Collected data
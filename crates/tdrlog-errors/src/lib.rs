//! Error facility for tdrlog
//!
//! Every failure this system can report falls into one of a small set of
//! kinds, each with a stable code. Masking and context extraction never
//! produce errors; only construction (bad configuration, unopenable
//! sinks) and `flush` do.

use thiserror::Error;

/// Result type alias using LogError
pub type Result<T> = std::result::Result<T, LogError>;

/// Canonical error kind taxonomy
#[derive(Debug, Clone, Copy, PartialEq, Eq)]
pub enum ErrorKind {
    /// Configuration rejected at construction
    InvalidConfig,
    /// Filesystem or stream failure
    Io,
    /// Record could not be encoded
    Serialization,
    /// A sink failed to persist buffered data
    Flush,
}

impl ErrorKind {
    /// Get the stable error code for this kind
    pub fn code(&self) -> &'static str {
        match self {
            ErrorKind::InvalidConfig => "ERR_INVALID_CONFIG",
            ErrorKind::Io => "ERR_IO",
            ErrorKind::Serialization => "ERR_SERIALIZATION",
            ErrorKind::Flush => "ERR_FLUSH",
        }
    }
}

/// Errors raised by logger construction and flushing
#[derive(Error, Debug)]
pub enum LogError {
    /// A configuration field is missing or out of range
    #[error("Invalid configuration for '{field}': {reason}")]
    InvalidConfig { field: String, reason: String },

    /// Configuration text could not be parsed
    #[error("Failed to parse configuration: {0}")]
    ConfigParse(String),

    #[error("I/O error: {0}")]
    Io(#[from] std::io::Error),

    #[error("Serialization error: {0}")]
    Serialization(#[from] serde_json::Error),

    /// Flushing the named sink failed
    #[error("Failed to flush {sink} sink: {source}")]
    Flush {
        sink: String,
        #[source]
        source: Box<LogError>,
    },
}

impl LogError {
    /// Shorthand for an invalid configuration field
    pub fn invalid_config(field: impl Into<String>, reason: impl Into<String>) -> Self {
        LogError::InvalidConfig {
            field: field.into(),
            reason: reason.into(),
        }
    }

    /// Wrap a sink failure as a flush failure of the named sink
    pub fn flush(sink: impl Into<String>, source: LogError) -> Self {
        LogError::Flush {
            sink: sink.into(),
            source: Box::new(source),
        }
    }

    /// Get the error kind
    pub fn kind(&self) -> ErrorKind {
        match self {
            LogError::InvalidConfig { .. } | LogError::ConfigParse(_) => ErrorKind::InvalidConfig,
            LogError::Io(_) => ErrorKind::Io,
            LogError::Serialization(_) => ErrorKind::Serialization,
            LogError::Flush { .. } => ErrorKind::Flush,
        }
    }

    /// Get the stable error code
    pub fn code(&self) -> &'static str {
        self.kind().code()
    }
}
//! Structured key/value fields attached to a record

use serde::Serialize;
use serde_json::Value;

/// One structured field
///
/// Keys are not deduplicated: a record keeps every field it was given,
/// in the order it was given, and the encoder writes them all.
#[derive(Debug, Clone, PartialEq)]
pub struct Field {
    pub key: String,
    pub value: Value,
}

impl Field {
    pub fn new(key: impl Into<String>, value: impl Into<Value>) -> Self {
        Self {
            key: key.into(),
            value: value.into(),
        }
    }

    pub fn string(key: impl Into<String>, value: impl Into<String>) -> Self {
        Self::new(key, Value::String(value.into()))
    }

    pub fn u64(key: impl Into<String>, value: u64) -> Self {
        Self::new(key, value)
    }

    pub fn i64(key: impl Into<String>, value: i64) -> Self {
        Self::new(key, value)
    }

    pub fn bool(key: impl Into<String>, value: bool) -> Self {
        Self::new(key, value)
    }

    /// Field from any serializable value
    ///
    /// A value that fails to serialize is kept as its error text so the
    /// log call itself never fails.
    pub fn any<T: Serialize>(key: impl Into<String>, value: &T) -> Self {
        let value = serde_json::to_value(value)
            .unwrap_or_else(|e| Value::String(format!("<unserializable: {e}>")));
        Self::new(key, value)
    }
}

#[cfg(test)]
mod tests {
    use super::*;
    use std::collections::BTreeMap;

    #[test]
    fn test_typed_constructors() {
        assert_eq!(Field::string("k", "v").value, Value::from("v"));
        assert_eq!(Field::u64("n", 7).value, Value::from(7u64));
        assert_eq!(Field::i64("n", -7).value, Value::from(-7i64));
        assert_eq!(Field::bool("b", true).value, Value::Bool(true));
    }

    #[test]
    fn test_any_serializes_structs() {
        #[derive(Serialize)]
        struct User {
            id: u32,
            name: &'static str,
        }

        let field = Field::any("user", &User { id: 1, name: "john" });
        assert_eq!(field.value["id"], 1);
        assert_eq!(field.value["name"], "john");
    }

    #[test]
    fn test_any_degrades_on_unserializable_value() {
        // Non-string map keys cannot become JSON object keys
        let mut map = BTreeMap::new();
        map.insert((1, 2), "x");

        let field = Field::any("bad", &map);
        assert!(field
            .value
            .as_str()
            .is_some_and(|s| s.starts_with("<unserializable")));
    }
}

--

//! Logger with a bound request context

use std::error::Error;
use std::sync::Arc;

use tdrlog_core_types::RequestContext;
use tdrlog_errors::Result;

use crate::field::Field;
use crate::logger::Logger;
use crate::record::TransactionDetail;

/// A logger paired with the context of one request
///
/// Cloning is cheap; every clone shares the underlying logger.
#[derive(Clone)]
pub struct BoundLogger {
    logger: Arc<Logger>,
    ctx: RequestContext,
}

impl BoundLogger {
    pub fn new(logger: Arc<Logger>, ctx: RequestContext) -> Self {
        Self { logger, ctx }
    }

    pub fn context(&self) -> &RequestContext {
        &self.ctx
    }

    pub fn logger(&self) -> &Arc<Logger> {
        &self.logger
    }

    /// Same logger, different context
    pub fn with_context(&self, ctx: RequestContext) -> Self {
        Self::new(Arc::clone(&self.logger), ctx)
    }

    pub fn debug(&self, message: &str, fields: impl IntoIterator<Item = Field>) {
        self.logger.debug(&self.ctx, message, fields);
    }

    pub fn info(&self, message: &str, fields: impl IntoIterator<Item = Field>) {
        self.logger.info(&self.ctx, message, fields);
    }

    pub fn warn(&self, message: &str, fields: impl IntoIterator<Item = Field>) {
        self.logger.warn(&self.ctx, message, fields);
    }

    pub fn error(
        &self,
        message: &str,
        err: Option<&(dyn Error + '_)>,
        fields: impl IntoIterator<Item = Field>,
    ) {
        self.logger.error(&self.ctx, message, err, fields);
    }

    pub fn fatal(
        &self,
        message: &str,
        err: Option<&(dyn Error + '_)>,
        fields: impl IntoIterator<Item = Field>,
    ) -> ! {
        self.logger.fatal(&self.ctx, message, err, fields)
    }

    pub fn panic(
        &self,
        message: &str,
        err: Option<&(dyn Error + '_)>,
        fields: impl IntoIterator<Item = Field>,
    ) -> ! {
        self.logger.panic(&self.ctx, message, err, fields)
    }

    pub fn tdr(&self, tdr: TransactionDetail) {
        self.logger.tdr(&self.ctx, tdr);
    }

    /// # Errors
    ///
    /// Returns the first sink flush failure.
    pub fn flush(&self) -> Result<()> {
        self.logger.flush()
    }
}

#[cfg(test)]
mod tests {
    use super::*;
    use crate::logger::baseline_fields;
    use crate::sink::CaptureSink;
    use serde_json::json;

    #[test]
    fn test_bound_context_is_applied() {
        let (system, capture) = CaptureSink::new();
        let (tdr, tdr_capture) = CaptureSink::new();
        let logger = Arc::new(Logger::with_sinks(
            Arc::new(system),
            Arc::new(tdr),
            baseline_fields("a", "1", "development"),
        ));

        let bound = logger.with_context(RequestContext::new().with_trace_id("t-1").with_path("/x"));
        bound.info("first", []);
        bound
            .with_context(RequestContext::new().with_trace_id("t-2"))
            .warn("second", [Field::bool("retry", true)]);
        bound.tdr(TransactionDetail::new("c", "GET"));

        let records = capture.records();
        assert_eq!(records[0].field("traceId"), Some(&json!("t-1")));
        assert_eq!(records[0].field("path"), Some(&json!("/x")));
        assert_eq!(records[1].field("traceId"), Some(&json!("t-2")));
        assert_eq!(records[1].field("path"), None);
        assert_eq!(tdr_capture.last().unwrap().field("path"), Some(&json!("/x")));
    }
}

▶ [What you will do]:
How many lines in the records hold the string "enum"? Reply with the number only.

▶ [Answer space]:
2